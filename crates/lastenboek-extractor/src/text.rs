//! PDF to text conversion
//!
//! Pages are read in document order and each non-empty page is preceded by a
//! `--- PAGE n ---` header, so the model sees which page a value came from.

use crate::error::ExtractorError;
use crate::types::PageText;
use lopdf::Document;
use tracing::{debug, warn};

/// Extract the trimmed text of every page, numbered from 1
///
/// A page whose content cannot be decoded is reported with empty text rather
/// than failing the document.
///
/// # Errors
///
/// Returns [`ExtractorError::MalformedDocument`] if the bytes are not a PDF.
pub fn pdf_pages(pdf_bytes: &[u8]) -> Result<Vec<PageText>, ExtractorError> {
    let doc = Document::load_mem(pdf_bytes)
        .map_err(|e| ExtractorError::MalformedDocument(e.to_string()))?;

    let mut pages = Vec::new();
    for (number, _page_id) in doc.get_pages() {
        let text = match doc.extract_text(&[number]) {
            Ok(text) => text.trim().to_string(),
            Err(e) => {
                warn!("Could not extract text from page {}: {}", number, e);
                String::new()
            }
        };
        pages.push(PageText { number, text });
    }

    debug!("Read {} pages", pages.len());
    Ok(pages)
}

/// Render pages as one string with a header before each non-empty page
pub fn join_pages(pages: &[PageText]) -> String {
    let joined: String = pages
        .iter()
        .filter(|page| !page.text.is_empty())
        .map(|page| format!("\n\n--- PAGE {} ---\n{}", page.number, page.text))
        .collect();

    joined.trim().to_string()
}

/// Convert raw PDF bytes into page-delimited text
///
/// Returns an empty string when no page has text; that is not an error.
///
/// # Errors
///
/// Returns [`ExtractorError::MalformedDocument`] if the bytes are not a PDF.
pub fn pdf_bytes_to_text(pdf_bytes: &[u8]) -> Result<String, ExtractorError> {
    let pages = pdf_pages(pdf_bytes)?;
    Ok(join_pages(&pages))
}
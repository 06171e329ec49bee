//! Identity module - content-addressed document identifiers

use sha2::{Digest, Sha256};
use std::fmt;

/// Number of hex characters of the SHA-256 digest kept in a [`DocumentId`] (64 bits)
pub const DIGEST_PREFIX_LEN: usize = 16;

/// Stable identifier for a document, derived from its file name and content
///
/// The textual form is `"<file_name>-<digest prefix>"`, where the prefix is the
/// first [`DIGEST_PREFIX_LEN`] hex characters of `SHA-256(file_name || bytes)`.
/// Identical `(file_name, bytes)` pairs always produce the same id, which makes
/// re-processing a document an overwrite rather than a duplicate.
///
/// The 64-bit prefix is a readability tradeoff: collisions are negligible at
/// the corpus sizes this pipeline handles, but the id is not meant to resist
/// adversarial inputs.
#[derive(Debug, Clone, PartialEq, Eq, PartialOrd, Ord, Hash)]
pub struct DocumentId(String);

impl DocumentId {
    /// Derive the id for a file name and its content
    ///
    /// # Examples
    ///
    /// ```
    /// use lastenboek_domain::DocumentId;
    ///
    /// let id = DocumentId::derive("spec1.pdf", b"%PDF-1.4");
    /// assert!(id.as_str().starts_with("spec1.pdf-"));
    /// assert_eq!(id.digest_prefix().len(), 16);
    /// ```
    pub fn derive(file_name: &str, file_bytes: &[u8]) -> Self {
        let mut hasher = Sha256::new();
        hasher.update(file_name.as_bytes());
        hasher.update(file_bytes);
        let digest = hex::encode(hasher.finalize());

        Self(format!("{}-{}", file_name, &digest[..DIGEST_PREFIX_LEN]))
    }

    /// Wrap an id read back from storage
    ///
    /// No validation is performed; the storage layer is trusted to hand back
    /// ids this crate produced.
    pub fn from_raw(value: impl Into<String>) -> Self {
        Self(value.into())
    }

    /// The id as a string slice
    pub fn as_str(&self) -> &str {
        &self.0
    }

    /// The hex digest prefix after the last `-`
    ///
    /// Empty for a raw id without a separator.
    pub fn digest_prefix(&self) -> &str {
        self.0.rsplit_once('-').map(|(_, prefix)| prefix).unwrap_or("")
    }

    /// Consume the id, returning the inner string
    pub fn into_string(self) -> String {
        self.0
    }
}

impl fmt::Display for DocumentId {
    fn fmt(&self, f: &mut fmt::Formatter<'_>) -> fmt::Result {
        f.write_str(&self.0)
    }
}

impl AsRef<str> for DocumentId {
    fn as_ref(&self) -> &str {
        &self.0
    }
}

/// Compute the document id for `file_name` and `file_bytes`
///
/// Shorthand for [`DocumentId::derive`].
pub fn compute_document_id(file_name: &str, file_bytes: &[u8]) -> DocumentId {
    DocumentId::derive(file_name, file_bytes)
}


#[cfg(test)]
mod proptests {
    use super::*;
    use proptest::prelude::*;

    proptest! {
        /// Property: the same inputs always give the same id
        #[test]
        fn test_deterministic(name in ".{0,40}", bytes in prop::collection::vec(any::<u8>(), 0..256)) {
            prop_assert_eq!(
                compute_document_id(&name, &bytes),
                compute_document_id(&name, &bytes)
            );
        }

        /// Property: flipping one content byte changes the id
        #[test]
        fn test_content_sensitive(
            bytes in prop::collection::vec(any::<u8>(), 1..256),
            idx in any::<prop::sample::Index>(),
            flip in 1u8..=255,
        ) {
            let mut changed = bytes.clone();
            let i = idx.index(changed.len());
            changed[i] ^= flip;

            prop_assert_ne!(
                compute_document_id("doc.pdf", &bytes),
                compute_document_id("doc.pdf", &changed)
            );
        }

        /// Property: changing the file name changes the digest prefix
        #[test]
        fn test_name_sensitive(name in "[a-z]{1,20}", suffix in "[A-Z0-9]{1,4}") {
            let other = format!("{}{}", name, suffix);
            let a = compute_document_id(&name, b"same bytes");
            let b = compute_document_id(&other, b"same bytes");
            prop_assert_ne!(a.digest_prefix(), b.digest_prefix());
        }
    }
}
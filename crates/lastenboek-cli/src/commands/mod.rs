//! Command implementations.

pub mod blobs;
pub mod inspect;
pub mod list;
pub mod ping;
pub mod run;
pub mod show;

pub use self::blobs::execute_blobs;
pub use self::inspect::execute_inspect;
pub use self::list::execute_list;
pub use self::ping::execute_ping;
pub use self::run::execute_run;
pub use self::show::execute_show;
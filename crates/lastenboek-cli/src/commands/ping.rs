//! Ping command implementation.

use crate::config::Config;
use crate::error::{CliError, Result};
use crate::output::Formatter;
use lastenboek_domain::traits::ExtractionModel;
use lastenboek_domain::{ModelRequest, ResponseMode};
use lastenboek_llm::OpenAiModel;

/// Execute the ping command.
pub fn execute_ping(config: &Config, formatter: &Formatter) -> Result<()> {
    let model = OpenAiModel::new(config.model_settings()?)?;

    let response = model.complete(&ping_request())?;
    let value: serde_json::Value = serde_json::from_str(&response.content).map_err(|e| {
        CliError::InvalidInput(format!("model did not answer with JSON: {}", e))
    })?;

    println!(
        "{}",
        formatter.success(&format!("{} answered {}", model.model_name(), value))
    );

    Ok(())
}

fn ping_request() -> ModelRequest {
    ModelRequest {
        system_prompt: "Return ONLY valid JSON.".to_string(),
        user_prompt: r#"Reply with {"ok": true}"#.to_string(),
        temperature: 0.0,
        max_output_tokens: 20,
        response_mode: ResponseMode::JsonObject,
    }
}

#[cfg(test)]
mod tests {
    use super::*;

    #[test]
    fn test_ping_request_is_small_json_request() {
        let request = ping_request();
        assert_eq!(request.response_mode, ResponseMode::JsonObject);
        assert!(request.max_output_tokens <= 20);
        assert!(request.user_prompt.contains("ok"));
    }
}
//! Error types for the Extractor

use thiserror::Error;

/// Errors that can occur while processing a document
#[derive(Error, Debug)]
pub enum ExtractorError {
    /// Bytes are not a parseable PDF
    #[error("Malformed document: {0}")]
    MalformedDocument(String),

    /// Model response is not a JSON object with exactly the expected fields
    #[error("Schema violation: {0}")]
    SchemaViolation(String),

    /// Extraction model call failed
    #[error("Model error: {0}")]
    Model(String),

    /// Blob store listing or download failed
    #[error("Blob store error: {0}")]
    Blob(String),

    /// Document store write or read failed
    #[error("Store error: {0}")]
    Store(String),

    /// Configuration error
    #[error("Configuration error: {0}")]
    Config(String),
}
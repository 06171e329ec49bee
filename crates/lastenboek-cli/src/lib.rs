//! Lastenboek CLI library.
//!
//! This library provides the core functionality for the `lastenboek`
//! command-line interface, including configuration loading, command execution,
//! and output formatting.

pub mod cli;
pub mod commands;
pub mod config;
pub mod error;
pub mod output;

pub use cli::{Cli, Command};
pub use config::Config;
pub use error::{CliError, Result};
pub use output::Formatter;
========================
### Instructions to follow
What lines in the data hold the word "each"? Return them.

### Response
//! Pages are read in document order and each non-empty page is preceded by a
/// Render pages as one string with a header before each non-empty page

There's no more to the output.